The bishop gets lots of praise and thanks, and he deserves it, too. The Relief Society president should be recognized as one of the bishop’s greatest co-workers in his ministry, particularly to the poor, and a wise bishop takes great advantage of that resource.
A good elders quorum president may well have (if he's doing everything he should) a church workload quite similar to the bishop’s, but he gets little recognition for what he does. The elders quorum president – the only other Melchizedek Priesthood holder in the ward with keys – does all his work at the retail level.

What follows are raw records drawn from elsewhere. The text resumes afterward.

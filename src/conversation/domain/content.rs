//! Content blocks carried by conversation messages.

use serde::{Deserialize, Serialize};
use serde_json::Value;

/// A typed unit of message content.
///
/// Serialised with a `type` tag in the shape the model API expects:
///
/// ```json
/// { "type": "text", "text": "Hello" }
/// { "type": "tool_use", "id": "toolu_1", "name": "echo", "input": {"message": "hi"} }
/// { "type": "tool_result", "tool_use_id": "toolu_1", "content": "hi" }
/// { "type": "image", "source": { "type": "base64", "media_type": "image/png", "data": "..." } }
/// ```
#[derive(Debug, Clone, PartialEq, Serialize, Deserialize)]
#[serde(tag = "type", rename_all = "snake_case")]
pub enum ContentBlock {
    /// Plain text.
    Text {
        /// The text.
        text: String,
    },
    /// A tool invocation requested by the assistant.
    ToolUse {
        /// Correlation identifier echoed by the matching result.
        id: String,
        /// Requested tool name.
        name: String,
        /// Tool arguments.
        input: Value,
    },
    /// The outcome of a tool invocation.
    ToolResult {
        /// Identifier of the `tool_use` block being answered.
        tool_use_id: String,
        /// Result payload.
        content: Value,
        /// Whether the tool reported a failure.
        #[serde(default, skip_serializing_if = "std::ops::Not::not")]
        is_error: bool,
    },
    /// An image.
    Image {
        /// Image source.
        source: ImageSource,
    },
}

impl ContentBlock {
    /// Creates a text block.
    #[must_use]
    pub fn text(text: impl Into<String>) -> Self {
        Self::Text { text: text.into() }
    }

    /// Creates a tool-result block.
    #[must_use]
    pub fn tool_result(tool_use_id: impl Into<String>, content: Value, is_error: bool) -> Self {
        Self::ToolResult {
            tool_use_id: tool_use_id.into(),
            content,
            is_error,
        }
    }

    /// Returns the text of a text block.
    #[must_use]
    pub fn as_text(&self) -> Option<&str> {
        match self {
            Self::Text { text } => Some(text),
            Self::ToolUse { .. } | Self::ToolResult { .. } | Self::Image { .. } => None,
        }
    }
}

/// Source of an image block.
#[derive(Debug, Clone, PartialEq, Eq, Serialize, Deserialize)]
pub struct ImageSource {
    /// Encoding of `data`, typically `base64`.
    #[serde(rename = "type")]
    pub kind: String,
    /// Image MIME type.
    pub media_type: String,
    /// Encoded image data.
    pub data: String,
}
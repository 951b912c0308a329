//! Resource entity and its read capability.

use super::{CatalogError, ProviderError, ResourceReadError, ResourceUri};
use async_trait::async_trait;
use serde::{Deserialize, Serialize};
use std::fmt;
use std::sync::Arc;

/// Produces the contents of a resource on demand.
#[async_trait]
pub trait ResourceReader: Send + Sync {
    /// Reads the resource identified by `uri`.
    ///
    /// # Errors
    ///
    /// Returns a [`ProviderError`] when the contents cannot be produced.
    async fn read(&self, uri: &ResourceUri) -> Result<Vec<ResourceContents>, ProviderError>;
}

/// One content entry returned by `resources/read`.
///
/// Exactly one of `text` or `blob` (base64) is set.
#[derive(Debug, Clone, PartialEq, Eq, Serialize, Deserialize)]
#[serde(rename_all = "camelCase")]
pub struct ResourceContents {
    /// URI the contents belong to.
    pub uri: String,
    /// MIME type of the contents.
    #[serde(default, skip_serializing_if = "Option::is_none")]
    pub mime_type: Option<String>,
    /// Textual contents.
    #[serde(default, skip_serializing_if = "Option::is_none")]
    pub text: Option<String>,
    /// Base64-encoded binary contents.
    #[serde(default, skip_serializing_if = "Option::is_none")]
    pub blob: Option<String>,
}

impl ResourceContents {
    /// Creates textual contents.
    #[must_use]
    pub fn text(uri: &ResourceUri, mime_type: Option<String>, text: impl Into<String>) -> Self {
        Self {
            uri: uri.as_str().to_owned(),
            mime_type,
            text: Some(text.into()),
            blob: None,
        }
    }

    /// Creates base64 blob contents.
    #[must_use]
    pub fn blob(uri: &ResourceUri, mime_type: Option<String>, blob: impl Into<String>) -> Self {
        Self {
            uri: uri.as_str().to_owned(),
            mime_type,
            text: None,
            blob: Some(blob.into()),
        }
    }
}

#[derive(Debug, Clone)]
enum StaticBody {
    Text(String),
    Blob(String),
}

/// Reader returning fixed contents.
#[derive(Debug, Clone)]
pub struct StaticResource {
    body: StaticBody,
    mime_type: Option<String>,
}

impl StaticResource {
    /// Serves `text` as `text/plain` unless overridden.
    #[must_use]
    pub fn text(text: impl Into<String>) -> Self {
        Self {
            body: StaticBody::Text(text.into()),
            mime_type: Some("text/plain".to_owned()),
        }
    }

    /// Serves base64 `blob` with the given MIME type.
    #[must_use]
    pub fn blob(blob: impl Into<String>, mime_type: impl Into<String>) -> Self {
        Self {
            body: StaticBody::Blob(blob.into()),
            mime_type: Some(mime_type.into()),
        }
    }

    /// Overrides the MIME type.
    #[must_use]
    pub fn with_mime_type(mut self, mime_type: impl Into<String>) -> Self {
        self.mime_type = Some(mime_type.into());
        self
    }
}

#[async_trait]
impl ResourceReader for StaticResource {
    async fn read(&self, uri: &ResourceUri) -> Result<Vec<ResourceContents>, ProviderError> {
        let contents = match &self.body {
            StaticBody::Text(text) => ResourceContents::text(uri, self.mime_type.clone(), text),
            StaticBody::Blob(blob) => ResourceContents::blob(uri, self.mime_type.clone(), blob),
        };
        Ok(vec![contents])
    }
}

/// Wire shape of a resource as listed to protocol clients.
#[derive(Debug, Clone, PartialEq, Eq, Serialize, Deserialize)]
#[serde(rename_all = "camelCase")]
pub struct ResourceDescriptor {
    /// Resource URI.
    pub uri: String,
    /// Display name.
    pub name: String,
    /// Optional description.
    #[serde(default, skip_serializing_if = "Option::is_none")]
    pub description: Option<String>,
    /// Optional MIME type.
    #[serde(default, skip_serializing_if = "Option::is_none")]
    pub mime_type: Option<String>,
}

/// A URI-addressed document.
#[derive(Clone)]
pub struct Resource {
    uri: ResourceUri,
    name: String,
    description: Option<String>,
    mime_type: Option<String>,
    reader: Option<Arc<dyn ResourceReader>>,
}

impl Resource {
    /// Creates a resource without a reader.
    ///
    /// # Errors
    ///
    /// Returns [`CatalogError::EmptyResourceName`] for a blank name.
    pub fn new(uri: ResourceUri, name: impl Into<String>) -> Result<Self, CatalogError> {
        let normalized_name = name.into().trim().to_owned();
        if normalized_name.is_empty() {
            return Err(CatalogError::EmptyResourceName);
        }

        Ok(Self {
            uri,
            name: normalized_name,
            description: None,
            mime_type: None,
            reader: None,
        })
    }

    /// Sets the description.
    #[must_use]
    pub fn with_description(mut self, description: impl Into<String>) -> Self {
        self.description = Some(description.into());
        self
    }

    /// Sets the advertised MIME type.
    #[must_use]
    pub fn with_mime_type(mut self, mime_type: impl Into<String>) -> Self {
        self.mime_type = Some(mime_type.into());
        self
    }

    /// Attaches the reader used by [`Resource::read`].
    #[must_use]
    pub fn with_reader(mut self, reader: Arc<dyn ResourceReader>) -> Self {
        self.reader = Some(reader);
        self
    }

    /// Returns the URI.
    #[must_use]
    pub const fn uri(&self) -> &ResourceUri {
        &self.uri
    }

    /// Returns the display name.
    #[must_use]
    pub fn name(&self) -> &str {
        &self.name
    }

    /// Returns the description.
    #[must_use]
    pub fn description(&self) -> Option<&str> {
        self.description.as_deref()
    }

    /// Returns the MIME type.
    #[must_use]
    pub fn mime_type(&self) -> Option<&str> {
        self.mime_type.as_deref()
    }

    /// Returns the wire descriptor used by `resources/list`.
    #[must_use]
    pub fn descriptor(&self) -> ResourceDescriptor {
        ResourceDescriptor {
            uri: self.uri.as_str().to_owned(),
            name: self.name.clone(),
            description: self.description.clone(),
            mime_type: self.mime_type.clone(),
        }
    }

    /// Reads the resource contents.
    ///
    /// # Errors
    ///
    /// Returns [`ResourceReadError::NoReader`] when no reader is attached or
    /// [`ResourceReadError::Failed`] when the reader fails.
    pub async fn read(&self) -> Result<Vec<ResourceContents>, ResourceReadError> {
        let Some(reader) = &self.reader else {
            return Err(ResourceReadError::NoReader {
                uri: self.uri.as_str().to_owned(),
            });
        };

        reader
            .read(&self.uri)
            .await
            .map_err(|cause| ResourceReadError::Failed {
                uri: self.uri.as_str().to_owned(),
                cause: Arc::from(cause),
            })
    }
}

impl fmt::Debug for Resource {
    fn fmt(&self, f: &mut fmt::Formatter<'_>) -> fmt::Result {
        f.debug_struct("Resource")
            .field("uri", &self.uri)
            .field("name", &self.name)
            .field("mime_type", &self.mime_type)
            .field("has_reader", &self.reader.is_some())
            .finish_non_exhaustive()
    }
}

#[cfg(test)]
mod tests {
    use super::*;
    use serde_json::json;

    fn uri() -> ResourceUri {
        ResourceUri::new("config://app/settings").expect("valid URI")
    }

    #[tokio::test]
    async fn static_text_resource_reads_contents() {
        let resource = Resource::new(uri(), "Settings")
            .expect("valid resource")
            .with_reader(Arc::new(
                StaticResource::text("{}").with_mime_type("application/json"),
            ));

        let contents = resource.read().await.expect("readable");

        assert_eq!(
            serde_json::to_value(&contents).expect("serialisable"),
            json!([{"uri": "config://app/settings", "mimeType": "application/json", "text": "{}"}])
        );
    }

    #[tokio::test]
    async fn missing_reader_is_a_read_error() {
        let resource = Resource::new(uri(), "Settings").expect("valid resource");
        assert!(matches!(
            resource.read().await,
            Err(ResourceReadError::NoReader { .. })
        ));
    }

    #[test]
    fn blank_name_is_rejected() {
        assert_eq!(
            Resource::new(uri(), "  ").map(|r| r.name().to_owned()),
            Err(CatalogError::EmptyResourceName)
        );
    }

    #[test]
    fn descriptor_omits_absent_fields() {
        let resource = Resource::new(uri(), "Settings").expect("valid resource");
        assert_eq!(
            serde_json::to_value(resource.descriptor()).expect("serialisable"),
            json!({"uri": "config://app/settings", "name": "Settings"})
        );
    }
}
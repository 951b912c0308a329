//! Adapter implementations for conversation ports.

mod memory;

pub use memory::InMemoryConversationRepository;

And yet, he's often seen as "one of the guys" among his own quorum and among others in the ward.
I thought about all of this yesterday as I attended my nephew’s ward for his mission farewell talk. (He was also awesome, by the way – really awesome!) In the third hour, the bishop led the combined elders quorum and high priest group in a discussion of a couple of topics of importance to him, including home teaching. Toward the end of the bishop's comments on home teaching, the elders quorum president stood briefly to remind his quorum he had just redone the home teaching assignments (he’d made the same announcement in opening exercises), and then he did the awesome thing: he bore his testimony of the inspiriation he had received in making these assignments.
I believe (and hope) this happens in the church more often than we realize, that local leaders who are doing their best to honor their covenants and magnify their callings go to the Lord for His help and guidance in the work He’s called them to do. I know I did when I was an elders quorum president and a bishop. And I watch my lovely wife do the same in her present calling in the stake Relief Society presidency. I know that many Primary teachers pray about how to reach one or another of the kids in their classes. I know that youth leaders pray to understand how to approach a particularly surly youth to help soften his heart to the possibility of spiritual influence.
We’ve all heard the occasional story of a calling made out of desperation rather than inspiration. But I believe and hope those are the exceptions. I’ve sat in plenty of corporate personnel meetings in which we’ve tried to decide who should do what job. I’m happy to say my experience in the church is very different as we prayerfully considered who to recommend or who to call.
So, kudos to that elders quorum president, and to all those local leaders who seek to magnify their callings by seeking to know God’s will for them in their service.